The GCRM Contract really consists of three parts:
- The base customer/company tables that need to be synchronized and the protocol to handle that.
- A number of real time data SData feeds in a standard format to access much of the data in the CRM product.
- A set of SData feed definitions that allow CRM to provide a basic Order Entry screen, to query pricing information from the ERP and feed orders into the ERP package.
These three parts can be used independently. For instance Accpac could use the GCRM contract synchronization contract to replace the current method and start incorporating CRM data into its own UIs that is retrieved by the real time SData feeds, but then rather than using the CRM Order Entry screen, surface the Accpac Order Entry screen inside of CRM (the quote-to-order feature: https://smist08.wordpress.com/2009/12/17/sage-erp-accpac-6-0-quote-to-orders/).
As Sage moves ahead with adopting our REST based Web Services, SData, you will be seeing more and more new technologies based on this. Generally Sage is looking to develop many SData based technologies that can be shared across all Sage products and can be utilized by all Sage development partners.
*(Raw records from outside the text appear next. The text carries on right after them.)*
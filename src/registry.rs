//! Per-device request registry (C4).
//!
//! Grounded on the teacher's `XhciClientHandle` request/response
//! correlation in `usbhubd`: every submitted URB gets a sequence number
//! and a channel the eventual completion is delivered on, and a single
//! `Mutex`-guarded `Inner` plays the role the teacher gives `RefCell` +
//! single-threaded event loop, since this crate runs a dedicated reader
//! and writer thread per session (§5) rather than a cooperative executor.
//!
//! The "atomic CAS claim exclusivity" cancellation rule in §4.4 reduces,
//! under a single shared `Mutex`, to: whichever of `complete` or
//! `abort_pipe` calls `HashMap::remove`/drains the entry first wins: the
//! loser finds nothing and is a no-op. That removal *is* the claim, so no
//! separate atomic is needed here.
//!
//! Both `ABORT_PIPE` and the pipe-abort half of
//! `SYNC_RESET_PIPE_AND_CLEAR_STALL` are handled entirely within this
//! module, with no wire traffic of any kind (§4.3, §4.4): the teacher's
//! source tree never models cancellation as a round trip, and neither
//! does the original driver's `vhci_ioctl_abort_pipe`, which walks and
//! completes every matching urbr synchronously under its own lock.

use std::collections::{HashMap, VecDeque};
use std::sync::Mutex;

use crossbeam_channel::{unbounded, Receiver, Sender};

use crate::error::RegistryError;
use crate::pipe::PipeHandle;
use crate::urb::{Urb, UrbCompletion};
use crate::wire::{DIR_IN, DIR_OUT};

/// One outstanding request: the URB itself plus the channel its eventual
/// completion is delivered on.
pub struct Urbr {
    pub seqnum: u32,
    pub pipe: PipeHandle,
    pub urb: Urb,
    completion_tx: Sender<UrbCompletion>,
}

impl Urbr {
    fn complete(self, completion: UrbCompletion) {
        let _ = self.completion_tx.send(completion);
    }
}

/// A partially-written frame: the writer thread pushed `bytes_sent` of
/// `frame.len()` bytes to the socket before the write would have blocked.
pub struct WriteCursor {
    pub seqnum: u32,
    pub frame: Vec<u8>,
    pub bytes_sent: usize,
}

impl WriteCursor {
    pub fn remaining(&self) -> &[u8] {
        &self.frame[self.bytes_sent..]
    }

    pub fn is_complete(&self) -> bool {
        self.bytes_sent >= self.frame.len()
    }
}

struct Inner {
    plugged: bool,
    /// 31-bit monotonic counter; the wire seqnum is `(next_seq << 1) |
    /// direction`. Zero is reserved, so the counter is redrawn past it.
    next_seq: u32,
    pending: VecDeque<Urbr>,
    sent: HashMap<u32, Urbr>,
    write_cursor: Option<WriteCursor>,
}

impl Inner {
    fn alloc_seqnum(&mut self, dir_in: bool) -> u32 {
        loop {
            self.next_seq = self.next_seq.wrapping_add(1) & 0x7FFF_FFFF;
            if self.next_seq != 0 {
                break;
            }
        }
        (self.next_seq << 1) | if dir_in { DIR_IN } else { DIR_OUT }
    }
}

/// Owns the pending/sent/partial-write state for a single virtual device.
pub struct Registry {
    inner: Mutex<Inner>,
}

impl Default for Registry {
    fn default() -> Self {
        Self::new()
    }
}

impl Registry {
    pub fn new() -> Self {
        Registry {
            inner: Mutex::new(Inner {
                plugged: false,
                next_seq: 0,
                pending: VecDeque::new(),
                sent: HashMap::new(),
                write_cursor: None,
            }),
        }
    }

    pub fn set_plugged(&self, plugged: bool) {
        self.inner.lock().unwrap().plugged = plugged;
    }

    /// Admits `urb` into the pending queue, allocating its seqnum.
    /// Rejects submission while the device isn't plugged in (§4.4).
    pub fn enqueue(&self, urb: Urb) -> Result<(u32, Receiver<UrbCompletion>), RegistryError> {
        let mut inner = self.inner.lock().unwrap();
        if !inner.plugged {
            return Err(RegistryError::NotConnected);
        }
        let pipe = urb.pipe();
        let seqnum = inner.alloc_seqnum(pipe.is_in());
        let (tx, rx) = unbounded();
        inner.pending.push_back(Urbr {
            seqnum,
            pipe,
            urb,
            completion_tx: tx,
        });
        Ok((seqnum, rx))
    }

    /// Dequeues the next URBR the writer thread should serialize, in
    /// FIFO order (§4.4's "pending queue" is ordered, not priority-based).
    pub fn pop_pending(&self) -> Option<Urbr> {
        self.inner.lock().unwrap().pending.pop_front()
    }

    /// Records `urbr` as in flight once its frame has started going out,
    /// and stashes the partial-write cursor until the socket accepts the
    /// rest of `frame`.
    pub fn begin_write(&self, urbr: Urbr, frame: Vec<u8>) {
        let seqnum = urbr.seqnum;
        let mut inner = self.inner.lock().unwrap();
        inner.sent.insert(seqnum, urbr);
        inner.write_cursor = Some(WriteCursor {
            seqnum,
            frame,
            bytes_sent: 0,
        });
    }

    /// Advances the partial-write cursor by `n` bytes actually written,
    /// clearing it once the frame is fully on the wire.
    pub fn advance_write(&self, n: usize) {
        let mut inner = self.inner.lock().unwrap();
        if let Some(cursor) = inner.write_cursor.as_mut() {
            cursor.bytes_sent += n;
            if cursor.is_complete() {
                inner.write_cursor = None;
            }
        }
    }

    /// The unsent remainder of the in-progress frame, if any.
    pub fn pending_write(&self) -> Option<Vec<u8>> {
        let inner = self.inner.lock().unwrap();
        inner.write_cursor.as_ref().map(|c| c.remaining().to_vec())
    }

    /// Completes a URBR that never went over the wire (a `Local`
    /// [`crate::urb::SubmitPlan`], or `ABORT_PIPE` itself): it was
    /// already removed from `pending` by [`Self::pop_pending`] and never
    /// entered `sent`, so this just delivers straight to its channel.
    pub fn complete_local(&self, urbr: Urbr, completion: UrbCompletion) {
        urbr.complete(completion);
    }

    /// Delivers a `ret_submit` for `seqnum`. `build_completion` receives
    /// the original `Urb` so the caller can clamp `actual_length`/payload
    /// to what was actually requested (§4.3) before building the
    /// [`UrbCompletion`] — by the time this returns, the urbr is gone, so
    /// the closure is the only place that still has both the reply and
    /// the request together. A miss (already cancelled via `abort_pipe`,
    /// or an unknown seqnum from a confused peer) is reported, not
    /// panicked, and `build_completion` is never called.
    pub fn complete(&self, seqnum: u32, build_completion: impl FnOnce(&Urb) -> UrbCompletion) -> Result<(), RegistryError> {
        let urbr = {
            let mut inner = self.inner.lock().unwrap();
            inner.sent.remove(&seqnum)
        };
        match urbr {
            Some(urbr) => {
                let completion = build_completion(&urbr.urb);
                urbr.complete(completion);
                Ok(())
            }
            None => Err(RegistryError::UnknownSeqnum(seqnum)),
        }
    }

    /// `ABORT_PIPE`, and the pipe-abort half of
    /// `SYNC_RESET_PIPE_AND_CLEAR_STALL` (§4.3, §4.4): drains and
    /// completes every URBR bound to `pipe` with `Cancelled`, whether it
    /// is still `pending` or already `sent`, entirely locally. No
    /// `CMD_UNLINK` is ever issued for this — per §4.3/§4.4/§8 Scenario 5,
    /// cancellation is local-only and produces zero further wire traffic.
    pub fn abort_pipe(&self, pipe: PipeHandle) {
        let mut inner = self.inner.lock().unwrap();
        let mut still_pending = VecDeque::new();
        let mut cancelled = Vec::new();
        while let Some(urbr) = inner.pending.pop_front() {
            if urbr.pipe == pipe {
                cancelled.push(urbr);
            } else {
                still_pending.push_back(urbr);
            }
        }
        inner.pending = still_pending;

        let sent_seqnums: Vec<u32> = inner.sent.values().filter(|u| u.pipe == pipe).map(|u| u.seqnum).collect();
        for seqnum in sent_seqnums {
            if let Some(urbr) = inner.sent.remove(&seqnum) {
                cancelled.push(urbr);
            }
        }
        drop(inner);

        for urbr in cancelled {
            urbr.complete(UrbCompletion::cancelled());
        }
    }

    /// Disconnect (§4.5): every outstanding URBR, pending or in flight,
    /// completes with `DeviceNotConnected`.
    pub fn destroy_all(&self) {
        let mut inner = self.inner.lock().unwrap();
        inner.plugged = false;
        for urbr in inner.pending.drain(..) {
            urbr.complete(UrbCompletion::not_connected());
        }
        for (_, urbr) in inner.sent.drain() {
            urbr.complete(UrbCompletion::not_connected());
        }
        inner.write_cursor = None;
    }

    #[cfg(test)]
    fn pending_len(&self) -> usize {
        self.inner.lock().unwrap().pending.len()
    }

    #[cfg(test)]
    fn sent_len(&self) -> usize {
        self.inner.lock().unwrap().sent.len()
    }
}

#[cfg(test)]
mod tests {
    use super::*;
    use crate::descriptor::EndpointDescriptor;
    use crate::urb::TransferCommon;

    fn in_pipe() -> PipeHandle {
        PipeHandle::from_endpoint(&EndpointDescriptor {
            endpoint_address: 0x81,
            attributes: 0x02,
            max_packet_size: 512,
            interval: 0,
        })
    }

    fn bulk_urb() -> Urb {
        Urb::BulkOrInterrupt(TransferCommon {
            pipe: in_pipe(),
            flags: 0,
            length: 512,
            buffer: Vec::new(),
        })
    }

    #[test]
    fn enqueue_rejects_when_not_plugged() {
        let registry = Registry::new();
        assert!(matches!(registry.enqueue(bulk_urb()), Err(RegistryError::NotConnected)));
    }

    #[test]
    fn seqnums_allocated_are_distinct_and_carry_direction_bit() {
        let registry = Registry::new();
        registry.set_plugged(true);
        let (seq1, _rx1) = registry.enqueue(bulk_urb()).unwrap();
        let (seq2, _rx2) = registry.enqueue(bulk_urb()).unwrap();
        assert_ne!(seq1, seq2);
        assert_eq!(seq1 & 1, DIR_IN);
        assert_eq!(seq2 & 1, DIR_IN);
    }

    #[test]
    fn pending_moves_to_sent_on_begin_write() {
        let registry = Registry::new();
        registry.set_plugged(true);
        registry.enqueue(bulk_urb()).unwrap();
        assert_eq!(registry.pending_len(), 1);
        let urbr = registry.pop_pending().unwrap();
        assert_eq!(registry.pending_len(), 0);
        registry.begin_write(urbr, vec![0u8; 48]);
        assert_eq!(registry.sent_len(), 1);
    }

    #[test]
    fn partial_write_cursor_tracks_progress_and_clears_on_completion() {
        let registry = Registry::new();
        registry.set_plugged(true);
        registry.enqueue(bulk_urb()).unwrap();
        let urbr = registry.pop_pending().unwrap();
        registry.begin_write(urbr, vec![0u8; 10]);
        registry.advance_write(4);
        assert_eq!(registry.pending_write().unwrap().len(), 6);
        registry.advance_write(6);
        assert!(registry.pending_write().is_none());
    }

    #[test]
    fn complete_delivers_to_the_waiting_channel() {
        let registry = Registry::new();
        registry.set_plugged(true);
        let (seqnum, rx) = registry.enqueue(bulk_urb()).unwrap();
        let urbr = registry.pop_pending().unwrap();
        registry.begin_write(urbr, vec![0u8; 48]);
        registry.advance_write(48);
        registry.complete(seqnum, |_urb| UrbCompletion::ok(4, vec![1, 2, 3, 4])).unwrap();
        let completion = rx.recv().unwrap();
        assert_eq!(completion.actual_length, 4);
    }

    #[test]
    fn complete_on_unknown_seqnum_is_reported_not_panicked() {
        let registry = Registry::new();
        assert!(matches!(
            registry.complete(0xDEAD, |_urb| UrbCompletion::ok(0, Vec::new())),
            Err(RegistryError::UnknownSeqnum(0xDEAD))
        ));
    }

    #[test]
    fn complete_build_completion_sees_the_original_urb() {
        let registry = Registry::new();
        registry.set_plugged(true);
        let (seqnum, rx) = registry.enqueue(bulk_urb()).unwrap();
        let urbr = registry.pop_pending().unwrap();
        registry.begin_write(urbr, vec![0u8; 48]);
        registry.advance_write(48);
        registry
            .complete(seqnum, |urb| {
                assert_eq!(urb.pipe(), in_pipe());
                UrbCompletion::ok(0, Vec::new())
            })
            .unwrap();
        rx.recv().unwrap();
    }

    #[test]
    fn abort_pipe_cancels_both_pending_and_sent_urbrs_locally() {
        let registry = Registry::new();
        registry.set_plugged(true);
        let (_seq1, rx1) = registry.enqueue(bulk_urb()).unwrap();
        let urbr1 = registry.pop_pending().unwrap();
        registry.begin_write(urbr1, vec![0u8; 48]);
        registry.advance_write(48);

        let (_seq2, rx2) = registry.enqueue(bulk_urb()).unwrap();

        registry.abort_pipe(in_pipe());
        assert_eq!(registry.pending_len(), 0);
        assert_eq!(registry.sent_len(), 0);
        assert_eq!(rx1.recv().unwrap().status, crate::urb::UrbStatus::Cancelled);
        assert_eq!(rx2.recv().unwrap().status, crate::urb::UrbStatus::Cancelled);
    }

    #[test]
    fn abort_pipe_leaves_other_pipes_untouched() {
        let registry = Registry::new();
        registry.set_plugged(true);
        let other_pipe = PipeHandle::from_endpoint(&EndpointDescriptor {
            endpoint_address: 0x82,
            attributes: 0x02,
            max_packet_size: 512,
            interval: 0,
        });
        registry
            .enqueue(Urb::BulkOrInterrupt(TransferCommon {
                pipe: other_pipe,
                flags: 0,
                length: 512,
                buffer: Vec::new(),
            }))
            .unwrap();
        registry.enqueue(bulk_urb()).unwrap();

        registry.abort_pipe(in_pipe());
        assert_eq!(registry.pending_len(), 1);
    }

    #[test]
    fn destroy_all_completes_every_outstanding_urbr() {
        let registry = Registry::new();
        registry.set_plugged(true);
        let (_s1, rx1) = registry.enqueue(bulk_urb()).unwrap();
        let urbr = registry.pop_pending().unwrap();
        registry.begin_write(urbr, vec![0u8; 48]);
        let (_s2, rx2) = registry.enqueue(bulk_urb()).unwrap();

        registry.destroy_all();

        assert_eq!(rx1.recv().unwrap().status, crate::urb::UrbStatus::DeviceNotConnected);
        assert_eq!(rx2.recv().unwrap().status, crate::urb::UrbStatus::DeviceNotConnected);
        assert!(matches!(registry.enqueue(bulk_urb()), Err(RegistryError::NotConnected)));
    }
}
Sage ERP Accpac and SageCRM have a very tight integration. But the current generation of Accpac is a Windows desktop application and SageCRM is a Web Browser based application. SageCRM will display a fair amount of Accpac data in its web pages, but at some point you drill down into the Accpac application and an Accpac screen will be run. This causes a disconnect for the customer as they switch from the SageCRM Web application to the Accpac Desktop application. There are also performance problems with this context switch and some installation difficulties getting the “Web” based version of the current Accpac installed and configured properly since it uses ActiveX controls.
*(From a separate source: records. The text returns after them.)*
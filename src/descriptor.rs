//! USB descriptor parser (C1).
//!
//! Grounded on the teacher's `usb::DescriptorKind` enumeration and its
//! plain `#[repr(packed)]` descriptor structs (`usb/device.rs`,
//! `usb/endpoint.rs`, `usb/hub.rs`): descriptor kinds are data, not a
//! hardcoded switch, so `find_next` stays a single generic scan and the
//! catalogue in §4.1.1 is "just more variants" rather than new code paths.

use crate::error::DescriptorError;

/// The full USB/BOS descriptor type catalogue (§4.1.1); only a subset is
/// produced by this crate's own encoders, but `find_next` recognizes all
/// of them so a configuration blob from a real device parses cleanly.
#[derive(Debug, Clone, Copy, PartialEq, Eq)]
#[repr(u8)]
pub enum DescriptorKind {
    Device = 1,
    Configuration = 2,
    String = 3,
    Interface = 4,
    Endpoint = 5,
    DeviceQualifier = 6,
    OtherSpeedConfiguration = 7,
    InterfacePower = 8,
    OnTheGo = 9,
    BinaryObjectStorage = 15,
    Hid = 33,
    Hub = 41,
    SuperSpeedCompanion = 48,
}

impl DescriptorKind {
    pub fn from_byte(byte: u8) -> Option<Self> {
        use DescriptorKind::*;
        Some(match byte {
            1 => Device,
            2 => Configuration,
            3 => String,
            4 => Interface,
            5 => Endpoint,
            6 => DeviceQualifier,
            7 => OtherSpeedConfiguration,
            8 => InterfacePower,
            9 => OnTheGo,
            15 => BinaryObjectStorage,
            33 => Hid,
            41 => Hub,
            48 => SuperSpeedCompanion,
            _ => return None,
        })
    }
}

/// An 18-byte USB device descriptor.
#[derive(Debug, Clone, Copy, Default, PartialEq, Eq)]
pub struct DeviceDescriptor {
    pub length: u8,
    pub descriptor_type: u8,
    pub usb: u16,
    pub class: u8,
    pub sub_class: u8,
    pub protocol: u8,
    pub max_packet_size0: u8,
    pub vendor: u16,
    pub product: u16,
    pub release: u16,
    pub manufacturer_str: u8,
    pub product_str: u8,
    pub serial_str: u8,
    pub num_configurations: u8,
}

pub const DEVICE_DESCRIPTOR_LEN: usize = 18;

impl DeviceDescriptor {
    pub fn parse(bytes: &[u8]) -> Result<Self, DescriptorError> {
        if bytes.len() < DEVICE_DESCRIPTOR_LEN || bytes[0] as usize != DEVICE_DESCRIPTOR_LEN || bytes[1] != DescriptorKind::Device as u8 {
            return Err(DescriptorError::MalformedDevice {
                length: bytes.first().copied().unwrap_or(0),
                kind: bytes.get(1).copied().unwrap_or(0),
            });
        }
        Ok(DeviceDescriptor {
            length: bytes[0],
            descriptor_type: bytes[1],
            usb: u16::from_le_bytes([bytes[2], bytes[3]]),
            class: bytes[4],
            sub_class: bytes[5],
            protocol: bytes[6],
            max_packet_size0: bytes[7],
            vendor: u16::from_le_bytes([bytes[8], bytes[9]]),
            product: u16::from_le_bytes([bytes[10], bytes[11]]),
            release: u16::from_le_bytes([bytes[12], bytes[13]]),
            manufacturer_str: bytes[14],
            product_str: bytes[15],
            serial_str: bytes[16],
            num_configurations: bytes[17],
        })
    }

    pub fn is_class_unset(&self) -> bool {
        self.class == 0 && self.sub_class == 0 && self.protocol == 0
    }
}

/// A 9-byte USB configuration descriptor header; `raw` retains the whole
/// `wTotalLength`-sized blob so [`find_next`] can keep scanning past it.
#[derive(Debug, Clone, PartialEq, Eq)]
pub struct ConfigDescriptor {
    pub raw: Vec<u8>,
}

pub const CONFIG_DESCRIPTOR_HEADER_LEN: usize = 9;

impl ConfigDescriptor {
    pub fn parse(raw: Vec<u8>) -> Result<Self, DescriptorError> {
        if raw.len() < CONFIG_DESCRIPTOR_HEADER_LEN
            || raw[0] as usize != CONFIG_DESCRIPTOR_HEADER_LEN
            || raw[1] != DescriptorKind::Configuration as u8
        {
            return Err(DescriptorError::MalformedConfig {
                length: raw.first().copied().unwrap_or(0),
                kind: raw.get(1).copied().unwrap_or(0),
                total_length: Self::total_length_of(&raw),
            });
        }
        let total_length = Self::total_length_of(&raw);
        if total_length <= raw[0] as u16 {
            return Err(DescriptorError::MalformedConfig {
                length: raw[0],
                kind: raw[1],
                total_length,
            });
        }
        Ok(ConfigDescriptor { raw })
    }

    fn total_length_of(raw: &[u8]) -> u16 {
        if raw.len() >= 4 {
            u16::from_le_bytes([raw[2], raw[3]])
        } else {
            0
        }
    }

    pub fn total_length(&self) -> u16 {
        Self::total_length_of(&self.raw)
    }

    pub fn b_length(&self) -> u8 {
        self.raw[0]
    }

    pub fn configuration_value(&self) -> u8 {
        self.raw[5]
    }

    pub fn num_interfaces(&self) -> u8 {
        self.raw[4]
    }

    /// `iConfiguration`: the string descriptor index describing this
    /// configuration, or 0 if the device doesn't supply one.
    pub fn i_configuration(&self) -> u8 {
        self.raw[6]
    }

    /// Starting just past `from` (or at offset 0 if `from` is `None`),
    /// scans forward through `wTotalLength` bytes for the first descriptor
    /// of the given kind. A `bLength` of 0 or 1 that would make no
    /// progress (or a step that would run past `wTotalLength`) terminates
    /// the scan — this is what guarantees termination on malformed input
    /// instead of looping forever.
    pub fn find_next(&self, from: Option<usize>, kind: DescriptorKind) -> Option<(usize, &[u8])> {
        let total = self.total_length() as usize;
        let mut offset = match from {
            Some(prev_offset) => {
                let prev_len = *self.raw.get(prev_offset)? as usize;
                if prev_len < 2 {
                    return None;
                }
                prev_offset + prev_len
            }
            None => 0,
        };

        while offset + 2 <= total && offset + 2 <= self.raw.len() {
            let len = self.raw[offset] as usize;
            if len < 2 || offset + len > total {
                return None;
            }
            let descriptor_type = self.raw[offset + 1];
            if descriptor_type == kind as u8 {
                return Some((offset, &self.raw[offset..offset + len]));
            }
            offset += len;
        }
        None
    }

    /// All sub-descriptor slices in the configuration, in wire order, used
    /// by the parser-totality test (§8): summing their lengths must equal
    /// `wTotalLength`.
    pub fn iter_all(&self) -> impl Iterator<Item = &[u8]> + '_ {
        AllDescriptors {
            raw: &self.raw,
            total: self.total_length() as usize,
            offset: 0,
        }
    }

    /// Returns the first interface descriptor matching `intf_num` and
    /// `alt_setting`; `-1` (represented as `None`) is a wildcard for
    /// either field.
    pub fn find_interface(
        &self,
        intf_num: Option<u8>,
        alt_setting: Option<u8>,
    ) -> Option<InterfaceDescriptor> {
        let mut from = None;
        loop {
            let (offset, bytes) = self.find_next(from, DescriptorKind::Interface)?;
            let iface = InterfaceDescriptor::parse(bytes).ok()?;
            let matches_num = intf_num.map_or(true, |n| n == iface.interface_number);
            let matches_alt = alt_setting.map_or(true, |a| a == iface.alternate_setting);
            if matches_num && matches_alt {
                return Some(iface);
            }
            from = Some(offset);
        }
    }

    /// Count of interface descriptors carrying the given interface number
    /// (i.e. the number of alternate settings it has).
    pub fn num_alt_settings(&self, intf_num: u8) -> usize {
        let mut count = 0;
        let mut from = None;
        loop {
            match self.find_next(from, DescriptorKind::Interface) {
                Some((offset, bytes)) => {
                    if let Ok(iface) = InterfaceDescriptor::parse(bytes) {
                        if iface.interface_number == intf_num {
                            count += 1;
                        }
                    }
                    from = Some(offset);
                }
                None => return count,
            }
        }
    }

    /// Yields the `bNumEndpoints` endpoint descriptors that immediately
    /// follow `interface`'s own descriptor bytes, tolerating interleaved
    /// vendor-specific descriptors (class-specific descriptors between the
    /// interface header and its endpoints are simply skipped over, since
    /// the scan is type-driven).
    pub fn endpoints_of(
        &self,
        interface_offset: usize,
        expected: u8,
    ) -> Result<Vec<EndpointDescriptor>, DescriptorError> {
        let mut endpoints = Vec::with_capacity(expected as usize);
        let mut from = Some(interface_offset);
        while endpoints.len() < expected as usize {
            match self.find_next(from, DescriptorKind::Endpoint) {
                Some((offset, bytes)) => {
                    // Stop if we've walked into the next interface's block.
                    if let Some((next_iface_off, _)) =
                        self.find_next(Some(interface_offset), DescriptorKind::Interface)
                    {
                        if next_iface_off != interface_offset && offset > next_iface_off {
                            break;
                        }
                    }
                    endpoints.push(EndpointDescriptor::parse(bytes)?);
                    from = Some(offset);
                }
                None => break,
            }
        }
        if endpoints.len() < expected as usize {
            return Err(DescriptorError::MissingEndpoints {
                interface: self.raw[interface_offset + 2],
                expected,
            });
        }
        Ok(endpoints)
    }
}

struct AllDescriptors<'a> {
    raw: &'a [u8],
    total: usize,
    offset: usize,
}

impl<'a> Iterator for AllDescriptors<'a> {
    type Item = &'a [u8];

    fn next(&mut self) -> Option<Self::Item> {
        if self.offset + 2 > self.total {
            return None;
        }
        let len = *self.raw.get(self.offset)? as usize;
        if len < 2 || self.offset + len > self.total {
            return None;
        }
        let slice = &self.raw[self.offset..self.offset + len];
        self.offset += len;
        Some(slice)
    }
}

#[derive(Debug, Clone, Copy, PartialEq, Eq)]
pub struct InterfaceDescriptor {
    pub interface_number: u8,
    pub alternate_setting: u8,
    pub num_endpoints: u8,
    pub class: u8,
    pub sub_class: u8,
    pub protocol: u8,
    pub interface_str: u8,
}

impl InterfaceDescriptor {
    pub fn parse(bytes: &[u8]) -> Result<Self, DescriptorError> {
        if bytes.len() < 9 || bytes[1] != DescriptorKind::Interface as u8 {
            return Err(DescriptorError::MalformedConfig {
                length: bytes.first().copied().unwrap_or(0),
                kind: bytes.get(1).copied().unwrap_or(0),
                total_length: 0,
            });
        }
        Ok(InterfaceDescriptor {
            interface_number: bytes[2],
            alternate_setting: bytes[3],
            num_endpoints: bytes[4],
            class: bytes[5],
            sub_class: bytes[6],
            protocol: bytes[7],
            interface_str: bytes[8],
        })
    }
}

#[derive(Debug, Clone, Copy, PartialEq, Eq)]
pub enum PipeType {
    Control,
    Isochronous,
    Bulk,
    Interrupt,
}

#[derive(Debug, Clone, Copy, PartialEq, Eq)]
pub struct EndpointDescriptor {
    pub endpoint_address: u8,
    pub attributes: u8,
    pub max_packet_size: u16,
    pub interval: u8,
}

impl EndpointDescriptor {
    pub fn parse(bytes: &[u8]) -> Result<Self, DescriptorError> {
        if bytes.len() < 7 || bytes[1] != DescriptorKind::Endpoint as u8 {
            return Err(DescriptorError::MalformedConfig {
                length: bytes.first().copied().unwrap_or(0),
                kind: bytes.get(1).copied().unwrap_or(0),
                total_length: 0,
            });
        }
        Ok(EndpointDescriptor {
            endpoint_address: bytes[2],
            attributes: bytes[3],
            max_packet_size: u16::from_le_bytes([bytes[4], bytes[5]]),
            interval: bytes[6],
        })
    }

    pub fn is_in(&self) -> bool {
        self.endpoint_address & 0x80 != 0
    }

    pub fn pipe_type(&self) -> PipeType {
        match self.attributes & 0x3 {
            0 => PipeType::Control,
            1 => PipeType::Isochronous,
            2 => PipeType::Bulk,
            3 => PipeType::Interrupt,
            _ => unreachable!("attributes & 0x3 is at most 3"),
        }
    }
}

/// Validates a string descriptor header (`bLength >= 2 && bDescriptorType
/// == 3`); the empty string (`bLength == 2`, no UTF-16 payload) is valid.
pub fn validate_string_descriptor(bytes: &[u8]) -> Result<(), DescriptorError> {
    if bytes.len() < 2 || bytes[0] as usize > bytes.len() || bytes[1] != DescriptorKind::String as u8 {
        return Err(DescriptorError::MalformedString(bytes.first().copied().unwrap_or(0)));
    }
    Ok(())
}

/// Decodes a string descriptor's UTF-16LE payload (everything after the
/// 2-byte header) into a `String`, null-terminating implicitly by simply
/// not including any embedded NUL beyond what UTF-16 decoding yields.
pub fn decode_string_descriptor(bytes: &[u8]) -> Result<String, DescriptorError> {
    validate_string_descriptor(bytes)?;
    let payload = &bytes[2..bytes[0] as usize];
    let utf16: Vec<u16> = payload
        .chunks_exact(2)
        .map(|pair| u16::from_le_bytes([pair[0], pair[1]]))
        .collect();
    Ok(String::from_utf16_lossy(&utf16))
}

/// The language-ID list carried in string descriptor index 0.
pub fn decode_language_ids(bytes: &[u8]) -> Result<Vec<u16>, DescriptorError> {
    validate_string_descriptor(bytes)?;
    let payload = &bytes[2..bytes[0] as usize];
    Ok(payload
        .chunks_exact(2)
        .map(|pair| u16::from_le_bytes([pair[0], pair[1]]))
        .collect())
}

const MSFT_SIGNATURE: &str = "MSFT100";

/// A Microsoft OS string descriptor is header-valid **and** its 7-char
/// signature equals the literal `"MSFT100"` (stored as 16-bit chars).
pub fn is_ms_os_string_descriptor(bytes: &[u8]) -> bool {
    if validate_string_descriptor(bytes).is_err() {
        return false;
    }
    match decode_string_descriptor(&bytes[..bytes.len().min(bytes[0] as usize)]) {
        Ok(text) => text.starts_with(MSFT_SIGNATURE),
        Err(_) => false,
    }
}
The styling and screen aren’t fully developed yet, but below is an early prototype of the start of a Quote screen running as part of the CRM web page.
The key points are that the screen lives inside CRM, it does not pop out of the application and when it’s finished it will be styled to look like all the other screens.
This way a sales person running SageCRM, won’t know he’s running multiple Sage applications as he manages his contacts, leads and opportunities as well as entering quotes and orders. To him it is all one application.
There is a fair bit of extra work going on behind the scenes to ensure that the workflow is continuous, data is automatically transferred from one step to the next (like opportunity to quote to order), and data is automatically synchronized in both directions with Accpac. If some one edits an Order in Accpac, then the opportunity and other data is kept in sync in CRM. We are also smoothing out some of the supporting workflows, like how a lead is promoted to a customer.
There are a couple of other screens like an Order Summary screen that are being added to our SageCRM integration using the new Web Based UI framework. But many of the other screen like if you drill down into A/R or PJC will still result in the VB screen being run in 6.0. We will be looking to fix up these in Sage ERP Accpac 6.1.
Hopefully this is a step to making the End-to-End application experience much more seamless for customers. Combining this with the SData initiative, we should start seeing much closer integrations between Sage products as they incorporate all these new and exciting technologies.